— ABOUT THIS TASK —
What is needed is an exact repeat of the lines from the line containing "fn parse_date(s: &str)" through the final line of the entries below, and nothing else.

════════════════

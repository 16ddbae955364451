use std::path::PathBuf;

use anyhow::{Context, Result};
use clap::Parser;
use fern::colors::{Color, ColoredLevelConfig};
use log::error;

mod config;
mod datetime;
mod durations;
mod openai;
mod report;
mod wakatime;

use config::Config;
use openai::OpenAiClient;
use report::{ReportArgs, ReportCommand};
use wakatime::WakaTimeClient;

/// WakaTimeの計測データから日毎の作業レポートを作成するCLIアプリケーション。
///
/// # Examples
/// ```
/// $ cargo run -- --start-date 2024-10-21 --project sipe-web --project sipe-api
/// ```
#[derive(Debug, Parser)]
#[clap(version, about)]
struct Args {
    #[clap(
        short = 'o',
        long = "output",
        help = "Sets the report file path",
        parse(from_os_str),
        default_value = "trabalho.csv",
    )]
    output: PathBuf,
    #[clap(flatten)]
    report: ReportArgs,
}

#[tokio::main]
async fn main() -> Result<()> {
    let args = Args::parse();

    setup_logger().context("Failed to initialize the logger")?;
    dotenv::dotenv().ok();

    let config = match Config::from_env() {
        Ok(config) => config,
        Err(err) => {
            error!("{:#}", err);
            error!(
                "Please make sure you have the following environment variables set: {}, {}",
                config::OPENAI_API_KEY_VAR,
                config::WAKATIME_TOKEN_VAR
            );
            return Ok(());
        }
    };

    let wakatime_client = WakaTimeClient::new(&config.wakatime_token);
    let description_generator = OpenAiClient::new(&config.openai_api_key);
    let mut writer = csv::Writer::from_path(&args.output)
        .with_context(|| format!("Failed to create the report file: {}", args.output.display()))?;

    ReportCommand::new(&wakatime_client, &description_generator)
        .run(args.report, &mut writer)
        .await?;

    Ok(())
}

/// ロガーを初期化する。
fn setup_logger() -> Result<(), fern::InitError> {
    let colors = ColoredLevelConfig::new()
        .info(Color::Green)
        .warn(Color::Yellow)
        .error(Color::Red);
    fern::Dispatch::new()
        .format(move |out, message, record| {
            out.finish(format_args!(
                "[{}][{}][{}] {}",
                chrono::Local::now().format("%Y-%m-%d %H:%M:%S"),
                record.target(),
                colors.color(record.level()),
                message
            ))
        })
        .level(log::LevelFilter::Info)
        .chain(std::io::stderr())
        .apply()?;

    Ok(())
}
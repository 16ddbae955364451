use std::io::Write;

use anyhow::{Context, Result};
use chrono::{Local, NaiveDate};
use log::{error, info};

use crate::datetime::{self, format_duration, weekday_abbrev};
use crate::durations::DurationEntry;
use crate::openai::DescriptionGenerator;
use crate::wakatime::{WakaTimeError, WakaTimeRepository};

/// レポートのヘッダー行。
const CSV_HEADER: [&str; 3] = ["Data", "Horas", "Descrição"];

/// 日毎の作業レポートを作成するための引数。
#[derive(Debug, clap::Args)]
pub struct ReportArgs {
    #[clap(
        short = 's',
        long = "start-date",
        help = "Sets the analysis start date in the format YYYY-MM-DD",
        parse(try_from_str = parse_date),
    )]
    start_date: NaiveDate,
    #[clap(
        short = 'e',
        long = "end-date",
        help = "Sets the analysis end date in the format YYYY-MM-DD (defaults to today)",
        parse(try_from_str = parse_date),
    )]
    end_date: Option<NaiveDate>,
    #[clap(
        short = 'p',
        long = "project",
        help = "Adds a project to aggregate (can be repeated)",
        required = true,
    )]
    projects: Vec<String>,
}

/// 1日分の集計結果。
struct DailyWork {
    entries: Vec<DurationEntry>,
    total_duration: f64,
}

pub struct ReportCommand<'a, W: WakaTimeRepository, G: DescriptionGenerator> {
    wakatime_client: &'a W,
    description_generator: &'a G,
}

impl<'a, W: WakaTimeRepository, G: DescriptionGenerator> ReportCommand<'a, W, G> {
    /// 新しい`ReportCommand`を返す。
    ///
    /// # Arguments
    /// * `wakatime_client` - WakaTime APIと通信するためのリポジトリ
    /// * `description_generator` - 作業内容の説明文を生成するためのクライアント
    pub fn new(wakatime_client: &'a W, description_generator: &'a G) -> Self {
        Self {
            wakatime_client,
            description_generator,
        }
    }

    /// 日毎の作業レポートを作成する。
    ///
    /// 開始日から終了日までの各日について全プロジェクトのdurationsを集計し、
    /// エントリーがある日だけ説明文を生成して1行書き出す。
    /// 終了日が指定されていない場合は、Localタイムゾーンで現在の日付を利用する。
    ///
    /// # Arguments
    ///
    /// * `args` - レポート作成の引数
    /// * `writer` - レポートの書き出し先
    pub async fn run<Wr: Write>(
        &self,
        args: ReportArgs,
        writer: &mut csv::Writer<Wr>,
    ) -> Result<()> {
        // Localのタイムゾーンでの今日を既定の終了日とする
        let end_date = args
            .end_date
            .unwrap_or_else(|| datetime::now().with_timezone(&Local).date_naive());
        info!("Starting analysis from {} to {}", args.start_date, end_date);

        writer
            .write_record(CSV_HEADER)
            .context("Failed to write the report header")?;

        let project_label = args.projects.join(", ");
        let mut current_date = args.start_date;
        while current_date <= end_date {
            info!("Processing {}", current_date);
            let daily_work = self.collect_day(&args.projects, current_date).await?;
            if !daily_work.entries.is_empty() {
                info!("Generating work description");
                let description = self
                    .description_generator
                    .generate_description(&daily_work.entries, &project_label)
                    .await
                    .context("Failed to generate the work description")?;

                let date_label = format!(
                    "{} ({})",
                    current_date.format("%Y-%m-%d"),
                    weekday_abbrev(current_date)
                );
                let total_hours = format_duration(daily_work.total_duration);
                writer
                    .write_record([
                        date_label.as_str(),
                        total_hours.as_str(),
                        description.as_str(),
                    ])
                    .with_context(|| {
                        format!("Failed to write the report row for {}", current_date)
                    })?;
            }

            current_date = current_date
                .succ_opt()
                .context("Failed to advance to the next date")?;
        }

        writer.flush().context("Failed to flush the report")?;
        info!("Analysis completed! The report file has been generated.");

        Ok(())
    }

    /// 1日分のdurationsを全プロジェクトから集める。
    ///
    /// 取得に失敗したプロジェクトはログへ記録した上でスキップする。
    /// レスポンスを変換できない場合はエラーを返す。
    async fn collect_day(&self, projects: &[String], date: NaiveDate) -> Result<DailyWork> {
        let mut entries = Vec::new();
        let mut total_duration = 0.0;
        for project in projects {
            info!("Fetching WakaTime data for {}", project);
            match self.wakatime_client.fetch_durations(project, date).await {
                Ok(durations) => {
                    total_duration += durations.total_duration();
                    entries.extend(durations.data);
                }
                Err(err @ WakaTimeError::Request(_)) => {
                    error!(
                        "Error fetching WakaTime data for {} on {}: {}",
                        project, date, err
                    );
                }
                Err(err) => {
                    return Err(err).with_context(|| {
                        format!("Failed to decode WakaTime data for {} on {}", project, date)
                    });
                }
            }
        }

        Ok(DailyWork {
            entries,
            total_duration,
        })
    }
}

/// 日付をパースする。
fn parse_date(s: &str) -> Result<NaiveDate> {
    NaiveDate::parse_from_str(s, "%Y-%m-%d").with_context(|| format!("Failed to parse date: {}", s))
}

════════════════

— ANSWER SECTION —
fn parse_date(s: &str) -> Result<NaiveDate> {
    NaiveDate::parse_from_str(s, "%Y-%m-%d").with_context(|| format!("Failed to parse date: {}", s))
}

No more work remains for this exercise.